西日本鉄道(西鉄)は2017年4月、「2018年度末に、本格的な観光列車を導入する」と発表した。インテリアには沿線地域の素材を取り入れ、さらに地元の食材を活用した料理を提供し「地域」を感じさせる列車を目指すという。いわゆる「レストラントレイン」である。
導入の目的は、利用客の沿線地域での消費、地域の店舗・企業などの販売拡大支援や、あるいは情報発信による観光客の増加、沿線イメージ向上による居住人口の増加などへの期待だ。

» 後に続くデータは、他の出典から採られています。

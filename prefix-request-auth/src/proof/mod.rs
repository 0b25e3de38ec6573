//! Proof of knowledge of the shared secret.
//!
//! A peer requesting a route for `<prefix-uri>` answers with
//! `HEX_UPPER(SHA-256(secret || prefix-uri))`, where `prefix-uri` is the raw
//! component bytes exactly as they arrived on the wire.

mod secret;
mod verify;

pub use secret::Secret;
pub use verify::{compare_answers, expected_proof, verify_proof, Comparison};
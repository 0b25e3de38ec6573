//! Startup and main loop.

use std::future::Future;
use std::sync::Arc;
use std::time::Duration;

use anyhow::{Context, Result};
use prefix_request_auth::Secret;
use prefix_request_core::listen_prefix;
use tokio::signal;
use tokio::sync::mpsc;

use crate::config::Config;
use crate::controller::Controller;
use crate::face::{Face, IncomingInterest};
use crate::keychain::KeyChain;
use crate::listener::CommandListener;
use crate::outcome_log::OutcomeLogger;
use crate::registrar::RouteRegistrar;

/// Upper bound on each setup command. Registrations have no such bound.
const SETUP_TIMEOUT: Duration = Duration::from_secs(10);

/// Run the daemon until a shutdown signal arrives.
///
/// # Errors
///
/// Any setup failure, or the forwarder closing the connection, is returned
/// as an error and should end the process.
pub async fn run(config: Config) -> Result<()> {
    let keychain = Arc::new(
        KeyChain::load_or_generate(&config.key_path, &config.identity)
            .context("failed to load signing key")?,
    );
    tracing::info!(
        key = %keychain.key_name(),
        key_id = %hex::encode(keychain.public_key().key_id()),
        "Signing identity ready"
    );

    let (face, commands) = Face::connect(&config.socket_path)
        .await
        .context("failed to connect to forwarder")?;

    serve(
        face,
        commands,
        keychain,
        config.secret,
        OutcomeLogger::stdout(),
        shutdown_signal(),
    )
    .await
}

/// Prepare the forwarder and handle commands on an established face.
///
/// Enabling local fields and registering the command prefix must both
/// succeed before any command is accepted.
///
/// # Errors
///
/// Returns an error if either setup step fails or times out, or if the
/// face closes before `shutdown` resolves.
pub async fn serve<F>(
    face: Face,
    commands: mpsc::Receiver<IncomingInterest>,
    keychain: Arc<KeyChain>,
    secret: Secret,
    logger: OutcomeLogger,
    shutdown: F,
) -> Result<()>
where
    F: Future<Output = ()>,
{
    let controller = Controller::new(face.clone(), Arc::clone(&keychain));

    tokio::time::timeout(SETUP_TIMEOUT, controller.enable_local_fields())
        .await
        .context("timed out enabling local fields")?
        .context("failed to enable local fields")?;
    tracing::info!("Local fields enabled");

    let prefix = listen_prefix();
    face.add_filter(prefix.clone()).await;
    tokio::time::timeout(SETUP_TIMEOUT, controller.register_prefix(&prefix))
        .await
        .context("timed out registering command prefix")?
        .context("failed to register command prefix")?;

    let listener = CommandListener::new(
        secret,
        RouteRegistrar::new(Arc::new(controller)),
        Arc::new(face),
        keychain,
        logger,
    )
    .with_listen_prefix(prefix);

    listener
        .run(commands, shutdown)
        .await
        .context("listener stopped")?;

    Ok(())
}

async fn shutdown_signal() {
    let ctrl_c = async {
        if let Err(e) = signal::ctrl_c().await {
            tracing::warn!(error = %e, "Failed to listen for SIGINT");
            std::future::pending::<()>().await;
        }
    };

    #[cfg(unix)]
    let terminate = async {
        match signal::unix::signal(signal::unix::SignalKind::terminate()) {
            Ok(mut sigterm) => {
                sigterm.recv().await;
            }
            Err(e) => {
                tracing::warn!(error = %e, "Failed to listen for SIGTERM");
                std::future::pending::<()>().await;
            }
        }
    };

    #[cfg(not(unix))]
    let terminate = std::future::pending::<()>();

    tokio::select! {
        () = ctrl_c => {}
        () = terminate => {}
    }

    tracing::info!("Shutdown signal received");
}
//! Strict parsing of a textual prefix claim.
//!
//! The proof binds the raw bytes a peer sent, while the route is installed
//! for the parsed name. Accepting only input that is already in canonical
//! form keeps the two in one-to-one correspondence.

use crate::name::{Name, NameError};

/// Why a prefix claim was refused.
#[derive(Debug, Clone, PartialEq, Eq, thiserror::Error)]
pub enum CanonicalError {
    /// The bytes are not a decodable name URI.
    #[error("undecodable prefix: {0}")]
    Undecodable(#[source] NameError),

    /// The bytes are not valid UTF-8.
    #[error("undecodable prefix: not UTF-8")]
    NotUtf8,

    /// The name decodes but prints differently.
    #[error("non-canonical prefix (canonical form is {canonical})")]
    NonCanonical { canonical: String },
}

/// Parse `claim` as a name URI and require it to be in canonical form.
///
/// # Errors
///
/// Returns [`CanonicalError`] if the claim is undecodable or its canonical
/// serialization differs from the input bytes.
pub fn canonicalize(claim: &[u8]) -> Result<Name, CanonicalError> {
    let text = std::str::from_utf8(claim).map_err(|_| CanonicalError::NotUtf8)?;
    let name = Name::from_uri(text).map_err(CanonicalError::Undecodable)?;
    let canonical = name.to_uri();
    if canonical.as_bytes() != claim {
        return Err(CanonicalError::NonCanonical { canonical });
    }
    Ok(name)
}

車両は既存の電車の改造。天神大牟田線(西鉄福岡〜大牟田間)での運行が予定されており、2017年度中には設計を固め、2018年度に車両改造を実施するとしている。ほどなく、車両のイメージやネーミングが発表されよう。
2本の観光列車「旅人」「水都」
西鉄が観光客をターゲットとした列車を投入するのは、これが初めてではない。
2014年にまず、太宰府の観光活性化を目的として「旅人(たびと)」を8000形電車の改造でお目見えさせた。8000形は2人掛けの転換式クロスシートを備えた天神大牟田線の特急用電車で、都市間輸送や通勤輸送に活躍したタイプだ。

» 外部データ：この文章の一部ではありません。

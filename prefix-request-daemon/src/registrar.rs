//! Route registration on behalf of authenticated commands.

use std::future::Future;
use std::pin::Pin;
use std::sync::Arc;

use prefix_request_core::{Name, RegistrationRequest};

/// Terminal failure of one registration attempt.
#[derive(Debug, Clone, PartialEq, Eq, thiserror::Error)]
#[error("registration failed with {code}: {detail}")]
pub struct RegistrationFailure {
    /// Status code written to the outcome log.
    pub code: u32,
    pub detail: String,
}

/// Resolves to the registered name, or the failure code.
pub type RegistrationFuture =
    Pin<Box<dyn Future<Output = Result<Name, RegistrationFailure>> + Send + 'static>>;

/// The forwarder's route-installation operation.
pub trait RouteManager: Send + Sync + 'static {
    /// Begin installing `request`.
    ///
    /// The returned future must not borrow `self`; it may be polled long
    /// after the call returns.
    fn start_registration(&self, request: RegistrationRequest) -> RegistrationFuture;
}

/// Sole entry point for installing routes.
///
/// No retries: whatever the manager reports is final for that command.
#[derive(Clone)]
pub struct RouteRegistrar {
    manager: Arc<dyn RouteManager>,
}

impl RouteRegistrar {
    pub fn new(manager: Arc<dyn RouteManager>) -> Self {
        Self { manager }
    }

    pub fn register(&self, request: RegistrationRequest) -> RegistrationFuture {
        tracing::debug!(
            prefix = %request.prefix,
            face_id = request.face_id,
            origin = request.origin,
            cost = request.cost,
            "Registering route"
        );
        self.manager.start_registration(request)
    }
}

#[cfg(test)]
mod tests {
    use super::*;
    use prefix_request_core::RouteSettings;
    use std::sync::Mutex;

    #[derive(Default)]
    struct RecordingManager {
        requests: Mutex<Vec<RegistrationRequest>>,
    }

    impl RouteManager for RecordingManager {
        fn start_registration(&self, request: RegistrationRequest) -> RegistrationFuture {
            self.requests.lock().unwrap().push(request.clone());
            Box::pin(async move {
                if request.face_id == 0 {
                    Err(RegistrationFailure {
                        code: 403,
                        detail: "no face".into(),
                    })
                } else {
                    Ok(request.prefix)
                }
            })
        }
    }

    #[tokio::test]
    async fn test_register_forwards_request() {
        let manager = Arc::new(RecordingManager::default());
        let registrar = RouteRegistrar::new(manager.clone());
        let prefix = Name::from_uri("/a/b").unwrap();
        let request = RegistrationRequest::new(prefix.clone(), 262, RouteSettings::default());

        let result = registrar.register(request.clone()).await;

        assert_eq!(result, Ok(prefix));
        assert_eq!(*manager.requests.lock().unwrap(), vec![request]);
    }

    #[tokio::test]
    async fn test_register_reports_failure_once() {
        let manager = Arc::new(RecordingManager::default());
        let registrar = RouteRegistrar::new(manager.clone());
        let request =
            RegistrationRequest::new(Name::from_uri("/a").unwrap(), 0, RouteSettings::default());

        let result = registrar.register(request).await;

        assert_eq!(result.unwrap_err().code, 403);
        assert_eq!(manager.requests.lock().unwrap().len(), 1);
    }
}
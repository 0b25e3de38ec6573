//! Interest and Data packets.
//!
//! Only the fields this daemon reads or writes are modelled. Unknown
//! non-critical elements are skipped on decode; unknown critical ones are
//! rejected.

use std::time::Duration;

use sha2::{Digest, Sha256};

use crate::name::{Component, Name, NameError};
use crate::tlv::{self, types, TlvError, TlvReader};

/// `ForwardingHint`, accepted and ignored.
const FORWARDING_HINT: u64 = 0x1e;

/// Signature type numbers.
pub mod signature_type {
    pub const SIGNATURE_ED25519: u64 = 5;
}

/// Errors raised while decoding a packet.
#[derive(Debug, Clone, PartialEq, Eq, thiserror::Error)]
#[non_exhaustive]
pub enum PacketError {
    #[error(transparent)]
    Tlv(#[from] TlvError),

    #[error(transparent)]
    Name(#[from] NameError),

    /// The outer type is neither Interest nor Data.
    #[error("not a network-layer packet (type {0})")]
    UnknownPacketType(u64),

    /// Nonce must be exactly four bytes.
    #[error("invalid Nonce length {0}")]
    BadNonce(usize),
}

/// SignatureInfo / InterestSignatureInfo contents.
#[derive(Debug, Clone, PartialEq, Eq)]
pub struct SignatureInfo {
    pub signature_type: u64,
    pub key_locator: Option<Name>,
    /// Interest signatures only.
    pub nonce: Option<Vec<u8>>,
    /// Interest signatures only; milliseconds since the Unix epoch.
    pub time: Option<u64>,
}

impl SignatureInfo {
    #[must_use]
    pub fn new(signature_type: u64, key_locator: Option<Name>) -> Self {
        Self {
            signature_type,
            key_locator,
            nonce: None,
            time: None,
        }
    }

    /// Encode as `outer_type` (SignatureInfo or InterestSignatureInfo).
    #[must_use]
    pub fn encode(&self, outer_type: u64) -> Vec<u8> {
        let mut value = Vec::new();
        tlv::write_non_negative_integer(&mut value, types::SIGNATURE_TYPE, self.signature_type);
        if let Some(locator) = &self.key_locator {
            tlv::write_tlv(&mut value, types::KEY_LOCATOR, &locator.wire_encode());
        }
        if let Some(nonce) = &self.nonce {
            tlv::write_tlv(&mut value, types::SIGNATURE_NONCE, nonce);
        }
        if let Some(time) = self.time {
            tlv::write_non_negative_integer(&mut value, types::SIGNATURE_TIME, time);
        }
        tlv::encode_tlv(outer_type, &value)
    }

    /// Decode the value of a SignatureInfo element.
    ///
    /// # Errors
    ///
    /// Returns an error if SignatureType is missing or an element is malformed.
    pub fn decode_value(value: &[u8]) -> Result<Self, PacketError> {
        let mut reader = TlvReader::new(value);
        let signature_type =
            tlv::decode_non_negative_integer(reader.expect(types::SIGNATURE_TYPE)?.value)?;
        let mut info = Self::new(signature_type, None);
        while !reader.is_empty() {
            let element = reader.read()?;
            match element.tlv_type {
                types::KEY_LOCATOR => {
                    // KeyDigest locators are tolerated but not kept
                    let mut inner = TlvReader::new(element.value);
                    if let Some(name) = inner.read_if(types::NAME)? {
                        info.key_locator = Some(Name::decode_value(name.value)?);
                    }
                }
                types::SIGNATURE_NONCE => info.nonce = Some(element.value.to_vec()),
                types::SIGNATURE_TIME => {
                    info.time = Some(tlv::decode_non_negative_integer(element.value)?);
                }
                _ => {}
            }
        }
        Ok(info)
    }
}

/// An Interest packet.
#[derive(Debug, Clone, Default, PartialEq, Eq)]
pub struct Interest {
    pub name: Name,
    pub can_be_prefix: bool,
    pub must_be_fresh: bool,
    pub nonce: Option<[u8; 4]>,
    pub lifetime: Option<Duration>,
    pub hop_limit: Option<u8>,
    pub application_parameters: Option<Vec<u8>>,
    pub signature_info: Option<SignatureInfo>,
    pub signature_value: Option<Vec<u8>>,
}

impl Interest {
    #[must_use]
    pub fn new(name: Name) -> Self {
        Self {
            name,
            ..Self::default()
        }
    }

    /// Encode the full Interest TLV.
    #[must_use]
    pub fn wire_encode(&self) -> Vec<u8> {
        let mut value = self.name.wire_encode();
        if self.can_be_prefix {
            tlv::write_tlv(&mut value, types::CAN_BE_PREFIX, &[]);
        }
        if self.must_be_fresh {
            tlv::write_tlv(&mut value, types::MUST_BE_FRESH, &[]);
        }
        if let Some(nonce) = &self.nonce {
            tlv::write_tlv(&mut value, types::NONCE, nonce);
        }
        if let Some(lifetime) = self.lifetime {
            let millis = u64::try_from(lifetime.as_millis()).unwrap_or(u64::MAX);
            tlv::write_non_negative_integer(&mut value, types::INTEREST_LIFETIME, millis);
        }
        if let Some(hop_limit) = self.hop_limit {
            tlv::write_tlv(&mut value, types::HOP_LIMIT, &[hop_limit]);
        }
        value.extend_from_slice(&self.parameters_block());
        tlv::encode_tlv(types::INTEREST, &value)
    }

    /// Decode a full Interest TLV.
    ///
    /// # Errors
    ///
    /// Returns an error on malformed TLV, an invalid name, or an unknown
    /// critical element.
    pub fn wire_decode(wire: &[u8]) -> Result<Self, PacketError> {
        let element = tlv::decode_single(wire, types::INTEREST)?;
        let mut reader = TlvReader::new(element.value);
        let name = Name::decode_value(reader.expect(types::NAME)?.value)?;
        let mut interest = Self::new(name);

        while !reader.is_empty() {
            let element = reader.read()?;
            match element.tlv_type {
                types::CAN_BE_PREFIX => interest.can_be_prefix = true,
                types::MUST_BE_FRESH => interest.must_be_fresh = true,
                FORWARDING_HINT => {}
                types::NONCE => {
                    let nonce: [u8; 4] = element
                        .value
                        .try_into()
                        .map_err(|_| PacketError::BadNonce(element.value.len()))?;
                    interest.nonce = Some(nonce);
                }
                types::INTEREST_LIFETIME => {
                    let millis = tlv::decode_non_negative_integer(element.value)?;
                    interest.lifetime = Some(Duration::from_millis(millis));
                }
                types::HOP_LIMIT => interest.hop_limit = element.value.first().copied(),
                types::APPLICATION_PARAMETERS => {
                    interest.application_parameters = Some(element.value.to_vec());
                }
                types::INTEREST_SIGNATURE_INFO => {
                    interest.signature_info = Some(SignatureInfo::decode_value(element.value)?);
                }
                types::INTEREST_SIGNATURE_VALUE => {
                    interest.signature_value = Some(element.value.to_vec());
                }
                other if tlv::is_critical(other) => {
                    return Err(TlvError::UnrecognizedCritical(other).into());
                }
                _ => {}
            }
        }
        Ok(interest)
    }

    /// ApplicationParameters through InterestSignatureValue, as encoded.
    fn parameters_block(&self) -> Vec<u8> {
        let mut block = Vec::new();
        if let Some(params) = &self.application_parameters {
            tlv::write_tlv(&mut block, types::APPLICATION_PARAMETERS, params);
        }
        if let Some(info) = &self.signature_info {
            block.extend_from_slice(&info.encode(types::INTEREST_SIGNATURE_INFO));
        }
        if let Some(sig) = &self.signature_value {
            tlv::write_tlv(&mut block, types::INTEREST_SIGNATURE_VALUE, sig);
        }
        block
    }

    /// Bytes covered by an Interest signature.
    ///
    /// Name components other than the ParametersSha256DigestComponent,
    /// followed by ApplicationParameters and InterestSignatureInfo.
    #[must_use]
    pub fn signed_portion(&self) -> Vec<u8> {
        let mut portion = Vec::new();
        for component in self.name.components() {
            if component.tlv_type() != types::PARAMETERS_SHA256_DIGEST_COMPONENT {
                component.encode_into(&mut portion);
            }
        }
        if let Some(params) = &self.application_parameters {
            tlv::write_tlv(&mut portion, types::APPLICATION_PARAMETERS, params);
        }
        if let Some(info) = &self.signature_info {
            portion.extend_from_slice(&info.encode(types::INTEREST_SIGNATURE_INFO));
        }
        portion
    }

    /// Recompute the ParametersSha256DigestComponent from the current
    /// parameters block and place it at the end of the name.
    ///
    /// Does nothing when the Interest carries no ApplicationParameters.
    pub fn update_parameters_digest(&mut self) {
        if self.application_parameters.is_none() {
            return;
        }
        let digest: [u8; 32] = Sha256::digest(self.parameters_block()).into();
        let components = self
            .name
            .components()
            .iter()
            .filter(|c| c.tlv_type() != types::PARAMETERS_SHA256_DIGEST_COMPONENT)
            .cloned()
            .chain(std::iter::once(Component::params_digest(digest)))
            .collect();
        self.name = Name::from_components(components);
    }
}

/// A Data packet.
#[derive(Debug, Clone, Default, PartialEq, Eq)]
pub struct Data {
    pub name: Name,
    pub content_type: Option<u64>,
    pub freshness_period: Option<Duration>,
    pub content: Vec<u8>,
    pub signature_info: Option<SignatureInfo>,
    pub signature_value: Vec<u8>,
}

impl Data {
    #[must_use]
    pub fn new(name: Name, content: Vec<u8>) -> Self {
        Self {
            name,
            content,
            ..Self::default()
        }
    }

    fn meta_info(&self) -> Option<Vec<u8>> {
        if self.content_type.is_none() && self.freshness_period.is_none() {
            return None;
        }
        let mut value = Vec::new();
        if let Some(content_type) = self.content_type {
            tlv::write_non_negative_integer(&mut value, types::CONTENT_TYPE, content_type);
        }
        if let Some(freshness) = self.freshness_period {
            let millis = u64::try_from(freshness.as_millis()).unwrap_or(u64::MAX);
            tlv::write_non_negative_integer(&mut value, types::FRESHNESS_PERIOD, millis);
        }
        Some(tlv::encode_tlv(types::META_INFO, &value))
    }

    /// Name, MetaInfo, Content and SignatureInfo, as encoded.
    #[must_use]
    pub fn signed_portion(&self) -> Vec<u8> {
        let mut portion = self.name.wire_encode();
        if let Some(meta) = self.meta_info() {
            portion.extend_from_slice(&meta);
        }
        tlv::write_tlv(&mut portion, types::CONTENT, &self.content);
        if let Some(info) = &self.signature_info {
            portion.extend_from_slice(&info.encode(types::SIGNATURE_INFO));
        }
        portion
    }

    /// Encode the full Data TLV.
    #[must_use]
    pub fn wire_encode(&self) -> Vec<u8> {
        let mut value = self.signed_portion();
        tlv::write_tlv(&mut value, types::SIGNATURE_VALUE, &self.signature_value);
        tlv::encode_tlv(types::DATA, &value)
    }

    /// Decode a full Data TLV.
    ///
    /// # Errors
    ///
    /// Returns an error on malformed TLV or an invalid name.
    pub fn wire_decode(wire: &[u8]) -> Result<Self, PacketError> {
        let element = tlv::decode_single(wire, types::DATA)?;
        let mut reader = TlvReader::new(element.value);
        let name = Name::decode_value(reader.expect(types::NAME)?.value)?;
        let mut data = Self::new(name, Vec::new());

        while !reader.is_empty() {
            let element = reader.read()?;
            match element.tlv_type {
                types::META_INFO => {
                    let mut meta = TlvReader::new(element.value);
                    while !meta.is_empty() {
                        let field = meta.read()?;
                        match field.tlv_type {
                            types::CONTENT_TYPE => {
                                data.content_type =
                                    Some(tlv::decode_non_negative_integer(field.value)?);
                            }
                            types::FRESHNESS_PERIOD => {
                                let millis = tlv::decode_non_negative_integer(field.value)?;
                                data.freshness_period = Some(Duration::from_millis(millis));
                            }
                            _ => {}
                        }
                    }
                }
                types::CONTENT => data.content = element.value.to_vec(),
                types::SIGNATURE_INFO => {
                    data.signature_info = Some(SignatureInfo::decode_value(element.value)?);
                }
                types::SIGNATURE_VALUE => data.signature_value = element.value.to_vec(),
                other if tlv::is_critical(other) => {
                    return Err(TlvError::UnrecognizedCritical(other).into());
                }
                _ => {}
            }
        }
        Ok(data)
    }
}

/// A decoded network-layer packet.
#[derive(Debug, Clone, PartialEq, Eq)]
pub enum Packet {
    Interest(Interest),
    Data(Data),
}

impl Packet {
    /// Decode an Interest or Data TLV.
    ///
    /// # Errors
    ///
    /// Returns an error for other packet types or malformed input.
    pub fn decode(wire: &[u8]) -> Result<Self, PacketError> {
        match TlvReader::new(wire).peek_type() {
            Some(types::INTEREST) => Interest::wire_decode(wire).map(Self::Interest),
            Some(types::DATA) => Data::wire_decode(wire).map(Self::Data),
            Some(other) => Err(PacketError::UnknownPacketType(other)),
            None => Err(TlvError::Truncated.into()),
        }
    }
}
//! Runtime configuration resolved from the command line and environment.

use std::path::PathBuf;

use prefix_request_auth::Secret;
use prefix_request_core::{Name, NameError};

use crate::args::Args;

const UNIX_SCHEME: &str = "unix://";

#[derive(Debug, thiserror::Error)]
pub enum ConfigError {
    #[error("unsupported transport {0:?}: only unix sockets are supported")]
    UnsupportedTransport(String),

    #[error("invalid identity name: {0}")]
    InvalidIdentity(#[from] NameError),
}

#[derive(Debug)]
pub struct Config {
    pub secret: Secret,
    pub socket_path: PathBuf,
    pub key_path: PathBuf,
    pub identity: Name,
}

impl Config {
    /// # Errors
    ///
    /// Returns an error if the transport is not a Unix socket or the
    /// identity is not a valid name.
    pub fn from_args(args: Args) -> Result<Self, ConfigError> {
        Ok(Self {
            socket_path: parse_transport(&args.transport)?,
            key_path: args.key.unwrap_or_else(default_key_path),
            identity: Name::from_uri(&args.identity)?,
            secret: Secret::new(args.secret),
        })
    }
}

/// Socket path from a `unix://` URI or a bare path.
///
/// # Errors
///
/// Returns [`ConfigError::UnsupportedTransport`] for any other scheme.
pub fn parse_transport(uri: &str) -> Result<PathBuf, ConfigError> {
    if let Some(path) = uri.strip_prefix(UNIX_SCHEME) {
        if path.is_empty() {
            return Err(ConfigError::UnsupportedTransport(uri.to_string()));
        }
        return Ok(PathBuf::from(path));
    }
    if uri.contains("://") || uri.is_empty() {
        return Err(ConfigError::UnsupportedTransport(uri.to_string()));
    }
    Ok(PathBuf::from(uri))
}

/// `<data dir>/prefix-request/signing_key.der`.
pub fn default_key_path() -> PathBuf {
    dirs::data_local_dir()
        .unwrap_or_else(|| PathBuf::from("."))
        .join("prefix-request")
        .join("signing_key.der")
}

改造内容は大規模なものではない。車体は太宰府をイメージさせるイラストでフルラッピング。車内の化粧板も各車ごとに異なる和文様柄に変更し、6両編成中1両の一部座席を撤去して、観光PRコーナーを設けるといったものであった。
この「旅人」は太宰府を訪れる観光客にアピールしたが、観光専用でもない。西鉄福岡(天神)~太宰府間の急行や、西鉄二日市〜太宰府間の普通へ重点的に運用されたものの、他の8000形と同様、従来通りの通勤・通学列車にも使われている。

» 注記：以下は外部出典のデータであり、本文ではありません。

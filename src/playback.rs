//! Per-slide playback permission state.
//!
//! A slide never drives the player itself. Each transition returns the
//! [`Command`] the host must carry out, and the host reports the outcome back
//! through [`Slide::play_started`] or [`Slide::play_failed`].

use std::fmt;

#[derive(Debug, Clone, Copy, PartialEq, Eq, Default)]
pub enum PlaybackState {
    #[default]
    Idle,
    Loading,
    Ready,
    Playing,
    Paused,
    NeedsInteraction,
    Error,
}

impl PlaybackState {
    pub fn label(self) -> &'static str {
        match self {
            PlaybackState::Idle => "idle",
            PlaybackState::Loading => "loading",
            PlaybackState::Ready => "ready",
            PlaybackState::Playing => "playing",
            PlaybackState::Paused => "paused",
            PlaybackState::NeedsInteraction => "tap to play",
            PlaybackState::Error => "unavailable",
        }
    }
}

impl fmt::Display for PlaybackState {
    fn fmt(&self, f: &mut fmt::Formatter<'_>) -> fmt::Result {
        f.write_str(self.label())
    }
}

/// Why a play attempt was refused.
#[derive(Debug, Clone, PartialEq, Eq)]
pub enum PlayFailure {
    NotAllowed,
    NotSupported,
    Other(String),
}

impl PlayFailure {
    pub fn is_permission(&self) -> bool {
        matches!(self, PlayFailure::NotAllowed | PlayFailure::NotSupported)
    }
}

impl fmt::Display for PlayFailure {
    fn fmt(&self, f: &mut fmt::Formatter<'_>) -> fmt::Result {
        match self {
            PlayFailure::NotAllowed => f.write_str("playback not allowed"),
            PlayFailure::NotSupported => f.write_str("format not supported"),
            PlayFailure::Other(reason) => f.write_str(reason),
        }
    }
}

#[derive(Debug, Clone, Copy, PartialEq, Eq)]
pub enum Command {
    Play,
    Pause,
}

#[derive(Debug, Clone, Default)]
pub struct Slide {
    state: PlaybackState,
    active: bool,
    media_ready: bool,
    autoplay_pending: bool,
    play_requested: bool,
    error: Option<String>,
}

impl Slide {
    pub fn state(&self) -> PlaybackState {
        self.state
    }

    pub fn is_active(&self) -> bool {
        self.active
    }

    pub fn error(&self) -> Option<&str> {
        self.error.as_deref()
    }

    /// True when the slide should show a play affordance.
    pub fn needs_interaction(&self) -> bool {
        self.state == PlaybackState::NeedsInteraction
    }

    pub fn mount(&mut self) {
        if self.state == PlaybackState::Idle {
            self.state = PlaybackState::Loading;
        }
    }

    pub fn media_ready(&mut self, gate_open: bool) -> Option<Command> {
        if self.state == PlaybackState::Error {
            return None;
        }
        self.media_ready = true;
        if matches!(self.state, PlaybackState::Idle | PlaybackState::Loading) {
            self.state = PlaybackState::Ready;
        }
        if self.active && std::mem::take(&mut self.autoplay_pending) {
            return self.request_play(gate_open);
        }
        None
    }

    pub fn media_failed(&mut self, reason: impl Into<String>) {
        self.state = PlaybackState::Error;
        self.error = Some(reason.into());
        self.autoplay_pending = false;
        self.play_requested = false;
    }

    pub fn activate(&mut self, gate_open: bool) -> Option<Command> {
        self.active = true;
        if self.state == PlaybackState::Error {
            return None;
        }
        if !self.media_ready {
            self.autoplay_pending = true;
            return None;
        }
        self.request_play(gate_open)
    }

    pub fn deactivate(&mut self) -> Option<Command> {
        self.active = false;
        self.autoplay_pending = false;
        let was_playing = self.state == PlaybackState::Playing;
        let had_request = std::mem::take(&mut self.play_requested);
        match self.state {
            PlaybackState::Error | PlaybackState::Idle => None,
            _ => {
                self.state = PlaybackState::Paused;
                (was_playing || had_request).then_some(Command::Pause)
            }
        }
    }

    /// A tap toggles playback directly; the tap itself satisfies the gate.
    pub fn tap(&mut self) -> Option<Command> {
        match self.state {
            PlaybackState::Playing => {
                self.state = PlaybackState::Paused;
                Some(Command::Pause)
            }
            PlaybackState::Ready | PlaybackState::Paused | PlaybackState::NeedsInteraction => {
                self.play_requested = true;
                Some(Command::Play)
            }
            _ => None,
        }
    }

    /// The first recorded interaction retries an active slide that was held back.
    pub fn interaction(&mut self) -> Option<Command> {
        if self.active && self.state == PlaybackState::NeedsInteraction {
            return self.request_play(true);
        }
        None
    }

    pub fn play_started(&mut self) -> Option<Command> {
        if self.state == PlaybackState::Error {
            return Some(Command::Pause);
        }
        let requested = std::mem::take(&mut self.play_requested);
        if !self.active && !requested {
            self.state = PlaybackState::Paused;
            return Some(Command::Pause);
        }
        self.state = PlaybackState::Playing;
        None
    }

    pub fn play_failed(&mut self, failure: PlayFailure) {
        self.play_requested = false;
        if failure.is_permission() {
            self.state = PlaybackState::NeedsInteraction;
        } else {
            self.state = PlaybackState::Error;
            self.error = Some(failure.to_string());
        }
    }

    pub fn ended(&mut self) {
        if self.state == PlaybackState::Playing {
            self.state = PlaybackState::Paused;
        }
    }

    fn request_play(&mut self, gate_open: bool) -> Option<Command> {
        if self.state == PlaybackState::Playing {
            return None;
        }
        if !gate_open {
            self.state = PlaybackState::NeedsInteraction;
            return None;
        }
        self.play_requested = true;
        Some(Command::Play)
    }
}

「旅人」に続いて、2015年には同じく8000形の改造で「水都」も登場した。これは水郷として知られる柳川への観光をアピールするための列車で、デザインは柳川にふさわしいものとされたが、基本的な改造の方針は「旅人」と同じ。車内設備的に、通勤・通学列車に充当しても差し支えないようにされ、実際には特急中心に運用されている。